Nor will unmanned systems be able to overrule a teamed pilot by determining some other target is more urgent. But by being able to follow a pilot’s commands, Skyborg does represent a new sophistication because it does not require “inputting those commands and executing stick maneuvers to get there.”
With LCAAS, Pringle said, there will be “a lot less babysitting.”
A Kratos UTAP-22—derived from the BQM-167A aerial target—made a rocket-powered takeoff in April from a ground vehicle and then flew for two hours and 10 minutes at Tyndall Air Force Base, Fla. Skyborg showed it could stay within “geo-fences” and perform “coordinated maneuvering” with manned aircraft, the Life Cycle Management Center said in a press release. White called the test “the first step in a marathon of progressive growth for Skyborg technology.”
Skyborg flew in June on the Avenger, GA’s privately financed, low-observable aircraft. During an Orange Flag exercise at Edwards Air Force Base, Calif., a human operator guided the jet from takeoff to altitude, then handed off control to the automated systems which flew it for the remainder of the two hour, 30-minute flight.
Kratos’ XQ-58A Valkyrie has flown in five experiments, most recently with a version of Skyborg. The 29-foot-long angular aircraft offers what Kratos president Steve Fendley called “fighter-like” performance. In a December 2020 test flight, the aircraft flew formation with an F-22 and F-35, and operated as a communications gateway through which the two fighter jets could communicate.
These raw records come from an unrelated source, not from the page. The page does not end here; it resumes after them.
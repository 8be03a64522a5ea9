//! Expense endpoints (/data/expenses/*)

use axum::{
    Json, Router,
    extract::{Path, State},
    http::StatusCode,
    routing::get,
};
use std::sync::Arc;
use tracing::error;

use super::auth::AuthUser;
use crate::AppState;
use crate::models::{Expense, ExpenseInput};
use crate::services::expenses::ExpenseError;

pub fn routes() -> Router<Arc<AppState>> {
    Router::new()
        .route("/expenses", get(list_expenses).post(add_expense))
        .route(
            "/expenses/{id}",
            get(get_expense).put(update_expense).delete(delete_expense),
        )
}

fn expense_status(err: ExpenseError) -> StatusCode {
    match err {
        ExpenseError::Invalid => StatusCode::BAD_REQUEST,
        ExpenseError::NotFound => StatusCode::NOT_FOUND,
        ExpenseError::Storage => {
            error!(error = %err, "expense request failed");
            StatusCode::INTERNAL_SERVER_ERROR
        }
    }
}

/// GET /data/expenses - the caller's expenses, oldest first
async fn list_expenses(
    State(state): State<Arc<AppState>>,
    AuthUser(auth): AuthUser,
) -> Result<Json<Vec<Expense>>, StatusCode> {
    let expenses = state
        .expenses
        .get_expenses_for_user(&auth.user)
        .await
        .map_err(expense_status)?;

    Ok(Json(expenses))
}

/// POST /data/expenses
async fn add_expense(
    State(state): State<Arc<AppState>>,
    AuthUser(auth): AuthUser,
    Json(input): Json<ExpenseInput>,
) -> Result<(StatusCode, Json<Expense>), StatusCode> {
    let expense = state
        .expenses
        .add_expense(input, &auth.user)
        .await
        .map_err(expense_status)?;

    Ok((StatusCode::CREATED, Json(expense)))
}

/// GET /data/expenses/{id}
async fn get_expense(
    State(state): State<Arc<AppState>>,
    AuthUser(auth): AuthUser,
    Path(id): Path<i64>,
) -> Result<Json<Expense>, StatusCode> {
    let expense = state
        .expenses
        .get_expense(id, &auth.user)
        .await
        .map_err(expense_status)?;

    Ok(Json(expense))
}

/// PUT /data/expenses/{id}
async fn update_expense(
    State(state): State<Arc<AppState>>,
    AuthUser(auth): AuthUser,
    Path(id): Path<i64>,
    Json(input): Json<ExpenseInput>,
) -> Result<Json<Expense>, StatusCode> {
    let expense = state
        .expenses
        .update_expense(id, input, &auth.user)
        .await
        .map_err(expense_status)?;

    Ok(Json(expense))
}

/// DELETE /data/expenses/{id}
async fn delete_expense(
    State(state): State<Arc<AppState>>,
    AuthUser(auth): AuthUser,
    Path(id): Path<i64>,
) -> Result<StatusCode, StatusCode> {
    state
        .expenses
        .delete_expense(id, &auth.user)
        .await
        .map_err(expense_status)?;

    Ok(StatusCode::NO_CONTENT)
}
That demonstration was opportunistic, however, and is not seen as a typical mission for LCAAS.
While Skyborg is still considered a technology development effort, White said he expects it to become a program of record—meaning it will eventually go into production—in 2023, “as originally planned.” In August, the Life Cycle Management Center announced that Kratos received $13.2 million and General Atomics received $7 million for further work on the Autonomous Core System. The contracts support further experimentation and integration of Skyborg aircraft in “large-force exercises.” These deals followed 2020 contracts where Kratos got $37.7 million, General Atomics $14.3 million, and Boeing $25.7 million to work on Skyborg.
White said in August that the transition to a program of record would have to be “balanced with all of the other requirements we have” across the fighter portfolio. “There’s still some amount of work that we want to do, with respect to both the platform and the autonomy piece before we make the transition,” he said.
Nevertheless, “I will tell you that we’ve certainly got the attention of our leadership in terms of what we can do with these capabilities and we’re pretty excited about where we’re going.”
Pringle describes a “healthy skepticism” about LCAAS and the need to develop operators and training. Human factors engineers must work out how pilots in F-35s send instructions to an LCAAS flying in formation, for example. That’s why experimentation is essential.
In a more distant future, Pringle said there’s “nothing that would prevent” Skyborg from being applied to other platforms—not just bombers, as Ray suggested, but transports or tankers. But “we’re not on that path, right now.”
First, AFRL needs to build that sense of “partnership and trust” with the Combat Air Forces to show the concept’s full potential, and that requires field-proven demonstrations. “There’s more work to be done,” she stated.